TASK ITEM: Please filter the listing below and copy out the lines that hold "whole".
..............................
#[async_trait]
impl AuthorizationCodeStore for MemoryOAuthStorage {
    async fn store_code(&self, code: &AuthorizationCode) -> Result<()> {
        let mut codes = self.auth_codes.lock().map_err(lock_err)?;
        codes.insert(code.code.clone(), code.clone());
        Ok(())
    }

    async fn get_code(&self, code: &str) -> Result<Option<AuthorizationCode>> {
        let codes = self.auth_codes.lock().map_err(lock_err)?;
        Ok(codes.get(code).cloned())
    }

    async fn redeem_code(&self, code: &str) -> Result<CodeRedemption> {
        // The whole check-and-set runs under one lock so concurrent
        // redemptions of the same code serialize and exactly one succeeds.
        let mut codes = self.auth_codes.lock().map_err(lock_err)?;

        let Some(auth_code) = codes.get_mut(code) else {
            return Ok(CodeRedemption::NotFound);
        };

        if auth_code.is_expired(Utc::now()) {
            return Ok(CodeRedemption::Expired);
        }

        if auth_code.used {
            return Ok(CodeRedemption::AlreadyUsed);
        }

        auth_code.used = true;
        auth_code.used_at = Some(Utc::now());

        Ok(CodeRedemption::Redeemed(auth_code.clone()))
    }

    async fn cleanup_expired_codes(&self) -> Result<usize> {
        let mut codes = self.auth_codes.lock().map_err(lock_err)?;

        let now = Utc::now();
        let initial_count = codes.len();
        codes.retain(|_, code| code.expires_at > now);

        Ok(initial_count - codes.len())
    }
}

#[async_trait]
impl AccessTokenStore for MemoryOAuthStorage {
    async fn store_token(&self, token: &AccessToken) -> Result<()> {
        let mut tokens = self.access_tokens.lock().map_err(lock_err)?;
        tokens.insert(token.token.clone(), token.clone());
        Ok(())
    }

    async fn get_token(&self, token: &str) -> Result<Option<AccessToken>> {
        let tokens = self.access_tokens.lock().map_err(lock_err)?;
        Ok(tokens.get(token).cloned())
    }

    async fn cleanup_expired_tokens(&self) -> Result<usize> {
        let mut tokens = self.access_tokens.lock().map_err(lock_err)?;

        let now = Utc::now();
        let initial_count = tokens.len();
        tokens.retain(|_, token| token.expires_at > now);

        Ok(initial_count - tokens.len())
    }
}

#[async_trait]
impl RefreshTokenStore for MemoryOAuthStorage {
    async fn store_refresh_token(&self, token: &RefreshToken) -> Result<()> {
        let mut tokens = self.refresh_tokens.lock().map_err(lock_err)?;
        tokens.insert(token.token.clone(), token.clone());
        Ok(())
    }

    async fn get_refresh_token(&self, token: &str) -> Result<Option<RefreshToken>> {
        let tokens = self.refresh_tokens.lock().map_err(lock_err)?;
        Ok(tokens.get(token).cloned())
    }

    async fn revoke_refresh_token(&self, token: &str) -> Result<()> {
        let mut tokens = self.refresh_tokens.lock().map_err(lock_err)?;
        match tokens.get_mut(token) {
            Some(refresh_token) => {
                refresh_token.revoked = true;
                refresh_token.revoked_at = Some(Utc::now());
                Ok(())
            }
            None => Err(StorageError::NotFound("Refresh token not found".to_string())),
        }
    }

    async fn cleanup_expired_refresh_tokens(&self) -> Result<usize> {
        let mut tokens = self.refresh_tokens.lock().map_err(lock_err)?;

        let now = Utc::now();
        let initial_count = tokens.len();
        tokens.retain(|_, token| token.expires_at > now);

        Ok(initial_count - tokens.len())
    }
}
..............................
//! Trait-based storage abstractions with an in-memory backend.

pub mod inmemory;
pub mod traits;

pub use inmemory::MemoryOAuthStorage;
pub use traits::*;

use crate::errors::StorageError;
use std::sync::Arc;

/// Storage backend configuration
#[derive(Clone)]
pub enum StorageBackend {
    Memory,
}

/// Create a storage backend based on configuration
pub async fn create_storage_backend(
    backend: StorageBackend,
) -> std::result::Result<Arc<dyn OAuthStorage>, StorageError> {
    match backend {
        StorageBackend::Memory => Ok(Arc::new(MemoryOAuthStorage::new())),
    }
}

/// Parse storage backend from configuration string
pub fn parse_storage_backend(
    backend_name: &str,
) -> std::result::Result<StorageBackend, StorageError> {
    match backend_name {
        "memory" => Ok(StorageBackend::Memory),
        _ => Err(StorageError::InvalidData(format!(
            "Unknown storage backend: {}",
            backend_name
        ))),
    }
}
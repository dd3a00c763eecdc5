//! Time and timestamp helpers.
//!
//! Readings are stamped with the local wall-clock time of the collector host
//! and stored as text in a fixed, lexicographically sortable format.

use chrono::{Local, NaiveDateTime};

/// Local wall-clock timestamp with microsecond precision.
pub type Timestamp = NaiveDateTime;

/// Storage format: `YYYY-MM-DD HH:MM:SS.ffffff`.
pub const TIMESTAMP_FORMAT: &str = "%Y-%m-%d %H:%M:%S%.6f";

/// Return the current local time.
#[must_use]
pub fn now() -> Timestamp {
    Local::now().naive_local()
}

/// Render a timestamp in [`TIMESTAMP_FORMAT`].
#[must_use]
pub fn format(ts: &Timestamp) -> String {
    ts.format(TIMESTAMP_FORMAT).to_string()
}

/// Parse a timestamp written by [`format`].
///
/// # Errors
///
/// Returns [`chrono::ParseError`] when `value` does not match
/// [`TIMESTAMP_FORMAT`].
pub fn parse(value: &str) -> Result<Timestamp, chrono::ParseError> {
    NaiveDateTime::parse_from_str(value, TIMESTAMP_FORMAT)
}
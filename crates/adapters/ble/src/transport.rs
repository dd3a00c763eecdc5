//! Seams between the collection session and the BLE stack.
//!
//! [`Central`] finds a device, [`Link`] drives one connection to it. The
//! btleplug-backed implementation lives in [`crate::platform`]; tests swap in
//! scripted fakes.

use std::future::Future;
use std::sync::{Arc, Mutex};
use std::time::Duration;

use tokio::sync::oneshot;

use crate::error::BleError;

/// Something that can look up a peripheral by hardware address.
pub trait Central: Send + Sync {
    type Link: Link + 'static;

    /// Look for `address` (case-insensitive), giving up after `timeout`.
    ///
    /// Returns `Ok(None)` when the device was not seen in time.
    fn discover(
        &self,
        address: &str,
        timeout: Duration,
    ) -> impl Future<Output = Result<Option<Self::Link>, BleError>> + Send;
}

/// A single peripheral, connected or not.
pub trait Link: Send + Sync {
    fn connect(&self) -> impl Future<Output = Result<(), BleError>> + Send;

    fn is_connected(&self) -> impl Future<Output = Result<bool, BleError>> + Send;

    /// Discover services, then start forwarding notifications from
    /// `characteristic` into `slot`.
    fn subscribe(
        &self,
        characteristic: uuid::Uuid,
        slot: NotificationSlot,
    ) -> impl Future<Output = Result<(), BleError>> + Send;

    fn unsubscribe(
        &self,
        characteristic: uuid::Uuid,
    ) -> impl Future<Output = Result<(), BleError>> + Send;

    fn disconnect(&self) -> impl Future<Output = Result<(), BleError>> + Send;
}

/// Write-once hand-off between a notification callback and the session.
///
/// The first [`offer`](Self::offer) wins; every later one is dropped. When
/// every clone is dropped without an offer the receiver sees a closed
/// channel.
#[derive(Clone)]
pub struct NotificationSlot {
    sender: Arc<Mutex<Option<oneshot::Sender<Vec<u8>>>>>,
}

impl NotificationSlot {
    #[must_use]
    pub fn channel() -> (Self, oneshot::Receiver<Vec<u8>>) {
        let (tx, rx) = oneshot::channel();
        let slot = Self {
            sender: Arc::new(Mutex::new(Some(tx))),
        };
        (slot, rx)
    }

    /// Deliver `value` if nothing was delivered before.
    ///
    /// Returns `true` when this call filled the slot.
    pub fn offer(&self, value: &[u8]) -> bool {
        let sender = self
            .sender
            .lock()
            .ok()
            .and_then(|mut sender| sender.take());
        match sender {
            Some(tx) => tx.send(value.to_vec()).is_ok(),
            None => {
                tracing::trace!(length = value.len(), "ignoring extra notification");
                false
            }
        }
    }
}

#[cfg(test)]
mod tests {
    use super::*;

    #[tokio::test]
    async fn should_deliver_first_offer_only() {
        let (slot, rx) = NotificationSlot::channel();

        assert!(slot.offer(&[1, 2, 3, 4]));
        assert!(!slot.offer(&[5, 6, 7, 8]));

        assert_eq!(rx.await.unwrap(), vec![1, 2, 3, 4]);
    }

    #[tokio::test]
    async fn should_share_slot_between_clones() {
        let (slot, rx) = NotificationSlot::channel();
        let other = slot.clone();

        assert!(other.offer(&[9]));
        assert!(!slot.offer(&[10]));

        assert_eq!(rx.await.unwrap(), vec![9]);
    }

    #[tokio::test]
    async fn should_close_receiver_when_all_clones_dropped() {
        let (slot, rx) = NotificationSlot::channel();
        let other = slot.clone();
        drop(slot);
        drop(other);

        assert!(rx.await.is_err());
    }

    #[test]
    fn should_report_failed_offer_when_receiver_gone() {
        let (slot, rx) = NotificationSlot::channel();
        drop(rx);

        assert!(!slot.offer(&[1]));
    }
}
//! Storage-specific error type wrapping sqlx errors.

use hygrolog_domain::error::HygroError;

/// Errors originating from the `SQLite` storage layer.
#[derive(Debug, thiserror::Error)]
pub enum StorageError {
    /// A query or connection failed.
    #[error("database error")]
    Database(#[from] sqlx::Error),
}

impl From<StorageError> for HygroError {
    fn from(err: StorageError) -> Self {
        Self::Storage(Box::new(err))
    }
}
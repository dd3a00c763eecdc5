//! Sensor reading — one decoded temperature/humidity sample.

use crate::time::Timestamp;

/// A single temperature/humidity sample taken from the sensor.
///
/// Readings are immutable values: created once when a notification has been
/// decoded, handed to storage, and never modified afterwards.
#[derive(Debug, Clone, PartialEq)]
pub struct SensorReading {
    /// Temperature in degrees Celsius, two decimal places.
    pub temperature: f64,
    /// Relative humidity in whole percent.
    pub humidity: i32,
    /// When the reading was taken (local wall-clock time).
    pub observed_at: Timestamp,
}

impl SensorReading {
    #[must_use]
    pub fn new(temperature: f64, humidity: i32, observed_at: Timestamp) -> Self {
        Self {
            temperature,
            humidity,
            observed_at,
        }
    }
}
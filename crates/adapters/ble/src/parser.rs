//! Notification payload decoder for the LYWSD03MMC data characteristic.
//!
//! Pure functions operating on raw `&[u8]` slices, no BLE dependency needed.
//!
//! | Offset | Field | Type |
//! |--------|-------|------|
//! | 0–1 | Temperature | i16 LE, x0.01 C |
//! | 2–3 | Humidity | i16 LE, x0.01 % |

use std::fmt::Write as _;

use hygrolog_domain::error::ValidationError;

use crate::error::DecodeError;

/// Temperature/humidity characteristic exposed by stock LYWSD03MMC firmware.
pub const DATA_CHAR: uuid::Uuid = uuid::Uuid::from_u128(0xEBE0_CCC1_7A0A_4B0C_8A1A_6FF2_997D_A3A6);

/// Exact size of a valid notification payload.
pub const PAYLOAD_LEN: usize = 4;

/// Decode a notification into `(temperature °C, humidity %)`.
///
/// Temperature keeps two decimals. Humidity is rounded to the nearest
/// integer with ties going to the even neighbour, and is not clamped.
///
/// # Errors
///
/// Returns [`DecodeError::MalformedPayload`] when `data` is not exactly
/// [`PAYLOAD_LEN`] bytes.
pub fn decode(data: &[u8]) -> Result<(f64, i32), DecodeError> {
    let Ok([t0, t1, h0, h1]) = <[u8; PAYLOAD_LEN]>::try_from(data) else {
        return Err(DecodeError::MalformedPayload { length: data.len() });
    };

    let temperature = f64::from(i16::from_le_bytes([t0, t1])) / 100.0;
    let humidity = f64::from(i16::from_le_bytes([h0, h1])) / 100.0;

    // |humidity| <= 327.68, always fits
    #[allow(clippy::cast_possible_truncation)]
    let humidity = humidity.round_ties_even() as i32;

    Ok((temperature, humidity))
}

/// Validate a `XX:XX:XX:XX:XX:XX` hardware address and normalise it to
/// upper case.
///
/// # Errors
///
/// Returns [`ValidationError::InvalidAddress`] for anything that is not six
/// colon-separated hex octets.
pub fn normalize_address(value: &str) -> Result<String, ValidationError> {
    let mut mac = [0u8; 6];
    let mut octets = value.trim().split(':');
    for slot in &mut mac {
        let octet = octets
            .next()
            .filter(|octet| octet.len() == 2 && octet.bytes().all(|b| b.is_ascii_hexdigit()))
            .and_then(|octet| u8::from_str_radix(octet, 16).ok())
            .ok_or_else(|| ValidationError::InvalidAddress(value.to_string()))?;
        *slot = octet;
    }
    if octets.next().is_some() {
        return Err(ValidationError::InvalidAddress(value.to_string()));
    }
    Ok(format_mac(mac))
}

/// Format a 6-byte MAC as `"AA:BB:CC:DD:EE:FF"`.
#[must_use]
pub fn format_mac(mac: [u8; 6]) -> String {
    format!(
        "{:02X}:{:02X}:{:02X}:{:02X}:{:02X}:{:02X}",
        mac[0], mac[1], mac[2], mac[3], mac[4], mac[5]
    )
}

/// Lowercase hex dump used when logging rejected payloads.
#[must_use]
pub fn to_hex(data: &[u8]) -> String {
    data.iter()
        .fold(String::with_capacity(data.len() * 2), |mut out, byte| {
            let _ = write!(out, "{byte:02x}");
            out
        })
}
..............................
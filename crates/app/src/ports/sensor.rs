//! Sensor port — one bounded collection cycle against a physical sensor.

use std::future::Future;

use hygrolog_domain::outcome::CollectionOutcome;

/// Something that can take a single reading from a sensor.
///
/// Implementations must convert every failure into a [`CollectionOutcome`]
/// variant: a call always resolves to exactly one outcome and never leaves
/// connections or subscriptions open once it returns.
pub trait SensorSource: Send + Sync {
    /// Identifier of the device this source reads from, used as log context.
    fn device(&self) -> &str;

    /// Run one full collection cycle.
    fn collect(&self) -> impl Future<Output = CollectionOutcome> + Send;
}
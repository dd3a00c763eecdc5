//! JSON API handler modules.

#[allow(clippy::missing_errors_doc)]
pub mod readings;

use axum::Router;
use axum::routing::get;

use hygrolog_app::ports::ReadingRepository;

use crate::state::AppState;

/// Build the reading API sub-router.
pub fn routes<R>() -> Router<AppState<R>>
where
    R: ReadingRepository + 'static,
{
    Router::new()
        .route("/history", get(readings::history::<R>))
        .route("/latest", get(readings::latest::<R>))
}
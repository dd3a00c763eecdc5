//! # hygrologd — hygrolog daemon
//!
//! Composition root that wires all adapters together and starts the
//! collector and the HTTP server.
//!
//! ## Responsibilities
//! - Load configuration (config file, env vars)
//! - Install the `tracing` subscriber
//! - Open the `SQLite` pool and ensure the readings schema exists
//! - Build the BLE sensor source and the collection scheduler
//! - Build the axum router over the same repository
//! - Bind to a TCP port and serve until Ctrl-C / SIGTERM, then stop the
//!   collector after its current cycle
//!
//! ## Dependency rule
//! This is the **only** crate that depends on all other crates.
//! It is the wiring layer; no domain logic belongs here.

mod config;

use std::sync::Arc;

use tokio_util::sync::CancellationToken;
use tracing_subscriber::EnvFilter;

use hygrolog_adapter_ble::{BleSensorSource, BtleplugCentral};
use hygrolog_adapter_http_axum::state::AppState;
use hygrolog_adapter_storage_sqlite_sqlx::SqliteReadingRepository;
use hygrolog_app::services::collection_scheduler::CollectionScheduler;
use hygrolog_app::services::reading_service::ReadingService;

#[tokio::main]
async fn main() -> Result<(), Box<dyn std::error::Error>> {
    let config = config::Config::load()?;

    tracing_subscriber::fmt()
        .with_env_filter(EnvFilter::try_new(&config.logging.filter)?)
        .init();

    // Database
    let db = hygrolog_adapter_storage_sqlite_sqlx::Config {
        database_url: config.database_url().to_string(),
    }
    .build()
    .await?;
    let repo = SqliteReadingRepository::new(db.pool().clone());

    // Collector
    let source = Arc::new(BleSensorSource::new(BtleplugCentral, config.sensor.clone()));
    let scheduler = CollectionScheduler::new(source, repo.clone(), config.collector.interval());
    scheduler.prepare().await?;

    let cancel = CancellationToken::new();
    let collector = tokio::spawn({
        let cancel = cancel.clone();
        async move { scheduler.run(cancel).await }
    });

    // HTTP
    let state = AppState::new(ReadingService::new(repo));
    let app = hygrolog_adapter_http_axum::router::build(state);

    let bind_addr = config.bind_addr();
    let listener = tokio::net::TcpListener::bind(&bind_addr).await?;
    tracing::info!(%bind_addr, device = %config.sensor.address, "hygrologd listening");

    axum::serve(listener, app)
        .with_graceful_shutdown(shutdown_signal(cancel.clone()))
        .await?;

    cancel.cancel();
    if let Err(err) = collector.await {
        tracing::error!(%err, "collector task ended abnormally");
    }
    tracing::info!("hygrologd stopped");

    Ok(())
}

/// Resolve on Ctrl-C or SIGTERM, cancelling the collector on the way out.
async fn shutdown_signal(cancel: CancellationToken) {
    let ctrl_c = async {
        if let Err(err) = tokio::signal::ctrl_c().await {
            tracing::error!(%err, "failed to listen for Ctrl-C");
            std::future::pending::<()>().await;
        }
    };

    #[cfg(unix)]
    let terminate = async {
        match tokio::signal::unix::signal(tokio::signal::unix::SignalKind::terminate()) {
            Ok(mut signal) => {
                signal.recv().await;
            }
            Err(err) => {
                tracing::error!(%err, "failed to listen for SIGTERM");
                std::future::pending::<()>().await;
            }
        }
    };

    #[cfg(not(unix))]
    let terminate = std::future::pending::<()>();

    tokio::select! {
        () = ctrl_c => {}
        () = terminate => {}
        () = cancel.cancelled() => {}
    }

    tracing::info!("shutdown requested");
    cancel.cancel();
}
..............................
SOLUTION FOR THIS PROBLEM:
        // The whole check-and-set runs under one lock so concurrent
    /// Relative humidity in whole percent.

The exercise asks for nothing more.